Article ID Journal Published Year Pages File Type
5767790 Food Research International 2017 10 Pages PDF
Abstract

•Physicochemical properties of A. cerana honey was reported for the first time;•cerana honey has good antioxidant activity in vitro;•cerana honey improved antioxidant capacity in serum;•Pretreatment with A. cerana honey could prevent acute alcohol-induced liver damage;•More importantly, administration of A. cerana honey remarkably inhibited the expression of TGF-β1.

A. cerana honey, gathered from Apis cerana Fabricius (A. cerana), has not been fully studied. Samples of honey originating from six geographical regions (mainly in the Qinling Mountains of China) were investigated to determine their antioxidant and hepatoprotective effects against acute alcohol-induced liver damage.
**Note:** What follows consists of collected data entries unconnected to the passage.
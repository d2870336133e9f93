//! OpenAI chat-completions metadata provider.

use std::time::Duration;

use async_trait::async_trait;
use serde::{Deserialize, Serialize};

use crate::prompt::{build_prompt, parse_draft};
use crate::provider::{DraftMetadata, MetadataProvider, ProviderError};

const PROVIDER_NAME: &str = "openai";
const API_BASE: &str = "https://api.openai.com/v1";

pub struct OpenAiProvider {
    http_client: reqwest::Client,
    api_key: Option<String>,
    model: String,
    base_url: String,
}

#[derive(Serialize)]
struct ChatRequest {
    model: String,
    messages: Vec<ChatMessage>,
    temperature: f32,
}

#[derive(Serialize)]
struct ChatMessage {
    role: String,
    content: String,
}

#[derive(Deserialize)]
struct ChatResponse {
    choices: Vec<ChatChoice>,
}

#[derive(Deserialize)]
struct ChatChoice {
    message: ChatResponseMessage,
}

#[derive(Deserialize)]
struct ChatResponseMessage {
    content: Option<String>,
}

impl OpenAiProvider {
    pub fn new(api_key: Option<String>, model: impl Into<String>) -> Self {
        Self {
            http_client: reqwest::Client::builder()
                .timeout(Duration::from_secs(60))
                .build()
                .unwrap_or_default(),
            api_key,
            model: model.into(),
            base_url: API_BASE.to_string(),
        }
    }

    /// Point the client at a different endpoint. Used by tests.
    pub fn with_base_url(mut self, base_url: impl Into<String>) -> Self {
        self.base_url = base_url.into().trim_end_matches('/').to_string();
        self
    }
}

#[async_trait]
impl MetadataProvider for OpenAiProvider {
    fn name(&self) -> &'static str {
        PROVIDER_NAME
    }

    fn is_configured(&self) -> bool {
        self.api_key.is_some()
    }

    async fn generate(&self, text: &str, filename: &str) -> Result<DraftMetadata, ProviderError> {
        let api_key = self.api_key.as_ref().ok_or(ProviderError::NotConfigured)?;

        let body = ChatRequest {
            model: self.model.clone(),
            messages: vec![ChatMessage {
                role: "user".to_string(),
                content: build_prompt(text, filename),
            }],
            temperature: 0.2,
        };

        let response = self
            .http_client
            .post(format!("{}/chat/completions", self.base_url))
            .bearer_auth(api_key)
            .json(&body)
            .send()
            .await
            .map_err(|e| ProviderError::Request {
                provider: PROVIDER_NAME,
                reason: e.to_string(),
            })?;

        let status = response.status();
        if !status.is_success() {
            let error_text = response.text().await.unwrap_or_default();
            return Err(ProviderError::Request {
                provider: PROVIDER_NAME,
                reason: format!("{status} - {error_text}"),
            });
        }

        let parsed: ChatResponse =
            response.json().await.map_err(|e| ProviderError::MalformedResponse {
                provider: PROVIDER_NAME,
                reason: e.to_string(),
            })?;

        let content = parsed
            .choices
            .into_iter()
            .next()
            .and_then(|c| c.message.content)
            .unwrap_or_default();

        parse_draft(&content).map_err(|reason| ProviderError::MalformedResponse {
            provider: PROVIDER_NAME,
            reason,
        })
    }
}
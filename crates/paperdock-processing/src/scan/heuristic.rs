//! Local signature and heuristic scanning (Tier 2).

use async_trait::async_trait;

use paperdock_core::constants::MAX_FILE_SIZE_BYTES;
use paperdock_core::models::{FileType, ScanRecord};

use super::{ScanError, Scanner};

const SCANNER_NAME: &str = "signature-validation";

/// Extensions that should never appear anywhere in an uploaded filename,
/// including as an inner segment of a double extension ("report.pdf.exe").
const DANGEROUS_EXTENSIONS: &[&str] = &[
    "exe", "bat", "cmd", "com", "scr", "pif", "msi", "dll", "js", "vbs", "jar", "sh", "ps1",
];

/// Byte sequences that have no business in the supported document formats.
const SUSPICIOUS_PATTERNS: &[&[u8]] = &[b"<script", b"<?php", b"eval("];

#[derive(Default)]
pub struct SignatureScanner;

impl SignatureScanner {
    pub fn new() -> Self {
        Self
    }

    fn verdict(data: &[u8], filename: &str, file_type: FileType) -> ScanRecord {
        if data.is_empty() {
            return ScanRecord::unclean(SCANNER_NAME, "file is empty", "empty-file");
        }
        if data.len() as i64 > MAX_FILE_SIZE_BYTES {
            return ScanRecord::unclean(
                SCANNER_NAME,
                format!("file of {} bytes exceeds the upload limit", data.len()),
                "oversize-file",
            );
        }

        if let Some(ext) = dangerous_extension(filename) {
            return ScanRecord::unclean(
                SCANNER_NAME,
                format!("filename carries executable extension .{ext}"),
                format!("dangerous-extension:{ext}"),
            );
        }

        if let Some(magic) = file_type.magic_number() {
            if !data.starts_with(magic) {
                return ScanRecord::unclean(
                    SCANNER_NAME,
                    format!("file header does not match claimed {file_type} format"),
                    "magic-number-mismatch",
                );
            }
        }

        if data.starts_with(b"#!") {
            return ScanRecord::unclean(
                SCANNER_NAME,
                "file starts with a shebang line",
                "embedded-script",
            );
        }
        if let Some(pattern) = find_suspicious_pattern(data) {
            return ScanRecord::unclean(
                SCANNER_NAME,
                format!("suspicious byte pattern {pattern:?} found in content"),
                "embedded-script",
            );
        }

        ScanRecord::clean(SCANNER_NAME, "signature checks passed")
    }
}

#[async_trait]
impl Scanner for SignatureScanner {
    fn name(&self) -> &'static str {
        SCANNER_NAME
    }

    async fn scan(
        &self,
        data: &[u8],
        filename: &str,
        file_type: FileType,
    ) -> Result<ScanRecord, ScanError> {
        Ok(Self::verdict(data, filename, file_type))
    }
}

fn dangerous_extension(filename: &str) -> Option<&str> {
    let lower = filename.to_lowercase();
    // Skip the leading segment: "exe.pdf" is a filename, not an extension.
    for segment in lower.split('.').skip(1) {
        if let Some(ext) = DANGEROUS_EXTENSIONS.iter().find(|&&e| e == segment) {
            return Some(ext);
        }
    }
    None
}

fn find_suspicious_pattern(data: &[u8]) -> Option<&'static [u8]> {
    let lowered: Vec<u8> = data.iter().map(|b| b.to_ascii_lowercase()).collect();
    SUSPICIOUS_PATTERNS
        .iter()
        .find(|pattern| {
            lowered
                .windows(pattern.len())
                .any(|window| window == **pattern)
        })
        .copied()
}
//! Deterministic key derivation for generated artifacts.

/// Derive the thumbnail key for a source blob key.
///
/// Replaces the leading `uploads/` segment with `thumbnails/` and swaps the
/// extension for `.jpg`, so a source at `uploads/{owner}/{file}.pdf` maps to
/// `thumbnails/{owner}/{file}.jpg`. Keys outside `uploads/` keep their path
/// and only gain the prefix substitution on the first matching segment.
pub fn thumbnail_key(source_key: &str) -> String {
    let rekeyed = if let Some(rest) = source_key.strip_prefix("uploads/") {
        format!("thumbnails/{}", rest)
    } else {
        source_key.to_string()
    };

    match rekeyed.rfind('.') {
        // Only treat a dot in the final segment as an extension.
        Some(idx) if !rekeyed[idx..].contains('/') => format!("{}.jpg", &rekeyed[..idx]),
        _ => format!("{}.jpg", rekeyed),
    }
}

#[cfg(test)]
mod tests {
    use super::*;

    #[test]
    fn uploads_prefix_is_substituted() {
        assert_eq!(
            thumbnail_key("uploads/user1/report.pdf"),
            "thumbnails/user1/report.jpg"
        );
    }

    #[test]
    fn extension_is_replaced_not_appended() {
        assert_eq!(
            thumbnail_key("uploads/a/deck.pptx"),
            "thumbnails/a/deck.jpg"
        );
        assert_eq!(
            thumbnail_key("uploads/a/archive.v2.xlsx"),
            "thumbnails/a/archive.v2.jpg"
        );
    }

    #[test]
    fn key_without_extension_gains_jpg() {
        assert_eq!(thumbnail_key("uploads/a/raw"), "thumbnails/a/raw.jpg");
    }

    #[test]
    fn dot_in_directory_is_not_an_extension() {
        assert_eq!(
            thumbnail_key("uploads/v1.2/data"),
            "thumbnails/v1.2/data.jpg"
        );
    }

    #[test]
    fn non_uploads_key_keeps_path() {
        assert_eq!(thumbnail_key("imports/x.csv"), "imports/x.jpg");
    }
}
The results showed that A. cerana honeys from the Qinling Mountains had high total phenolic contents (345.1-502.1 mg GA kg− 1), ascorbic acid contents (153.8-368.4 mg kg− 1), and strong antioxidant activities in DPPH radical scavenging activity assays (87.5-136.2 IC50 mg mL− 1), ferric reducing antioxidant powers (191.8-317.4 mg Trolox kg− 1), and ferrous ion-chelating activities (27.5-35.5 mg Na2EDTA kg− 1). Pretreatment with A. cerana honey (Qinling Mountains) at 5, 10, or 20 g kg− 1 twice daily for 12 weeks significantly inhibited serum lipoprotein oxidation and increased serum radical absorbance capacity (ORAC) (P < 0.05). Moreover, A. cerana honey inhibited acute alcohol-induced increases in alanine aminotransferase (ALT) and aspartate aminotransferase (AST) in serum (P < 0.05), reduced the production of hepatic malondialdehyde (MDA) (P < 0.05), and promoted superoxide dismutase (SOD) and glutathione peroxidase (GSH-Px) activities (P < 0.05). More importantly, it also remarkably inhibited the level of TGF-β1 in the serum and liver (P < 0.05). The results of this study indicate that administration of A. cerana honey prevents acute alcohol-induced liver damage likely because of its antioxidant properties and ability to prevent oxidative stress.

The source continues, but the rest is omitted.